Another, and to us, a very important way we protect both Delaware’s and the earth’s water – and our community’s health – is by using an amalgam separator every time we remove, or work on, a mercury-amalgam filling.
As the demand for water increases, it becomes more important than ever to make sure the water we use is properly treated and cleaned before it is disposed of. Proper cleaning of water ensures that we may use water again and again. But some things just shouldn’t go in the water in the first place – including the harmful, toxic mercury contained in amalgam fillings. Patients come to us from all over the country to have their metal fillings removed and replaced with more holistic tooth-colored fillings.
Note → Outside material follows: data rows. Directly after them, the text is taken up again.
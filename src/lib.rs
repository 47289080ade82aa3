//! Docker Engine API client
//!
//! A synchronous, version-aware client for the Docker Engine remote API.
//! Every call blocks the calling thread; streaming calls return iterators
//! that block per item and release the connection when closed or dropped.
//!
//! Two layers are exposed:
//!
//! - [`ApiClient`] - one method per Engine endpoint, returning raw JSON
//!   documents, byte buffers, or streams
//! - [`DockerClient`] - resource collections (`containers()`, `images()`,
//!   ...) handing out handles such as [`Container`] and [`Image`]
//!
//! Features newer than the negotiated API version are rejected before any
//! request is sent.
//!
//! # Example
//!
//! ```no_run
//! use docker_client::{ContainerOptions, DockerClient, RunOptions};
//!
//! let client = DockerClient::from_env()?;
//!
//! let options = ContainerOptions::new("alpine").with_command("echo hello world");
//! let output = client.containers().run(&options, &RunOptions::default())?;
//! println!("{:?}", output.into_logs());
//!
//! for container in client.containers().list(&Default::default())? {
//!     println!("{} {:?}", container.short_id(), container.status());
//! }
//! # Ok::<(), docker_client::Error>(())
//! ```

pub mod api;
pub mod client;
pub mod config;
pub mod error;
pub mod models;
pub mod transport;
pub mod types;
pub mod utils;
pub mod version;

pub use api::ApiClient;
pub use client::DockerClient;
pub use config::{ClientConfig, Host, TlsConfig};
pub use error::{ApiError, ContainerError, Error, Result};
pub use models::*;
pub use types::*;
pub use version::ApiVersion;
During the removal procedure, bits of the metal filling are washed into our water system. Without an amalgam separator, those bits of filling would enter the public wastewater system. That’s important because one large amalgam filling contains as much mercury as in those old-fashioned thermometers we used as children. That’s enough mercury to contaminate a 10-square-mile lake and cause restricted fishing. Six years ago, the Environmental Protection Agency (EPA) recognized that dental offices are the largest source of mercury discharged to publicly-owned treatment works. All About Smiles refuses to be part of that problem! Amalgam separators may be expensive, but when it comes to keeping both the planet and our patients healthy, we never let cost stand in our way.
Attached directly to the vacuum system, our amalgam separator is extremely effective – certified to remove 99% of amalgam – at keeping amalgam, or silver fillings containing mercury, from entering our wastewater supply and sewer system.
It’s just another way All About Smiles invests in our patients – and in the planet!
It all adds up to better health, smile, body, and spirit!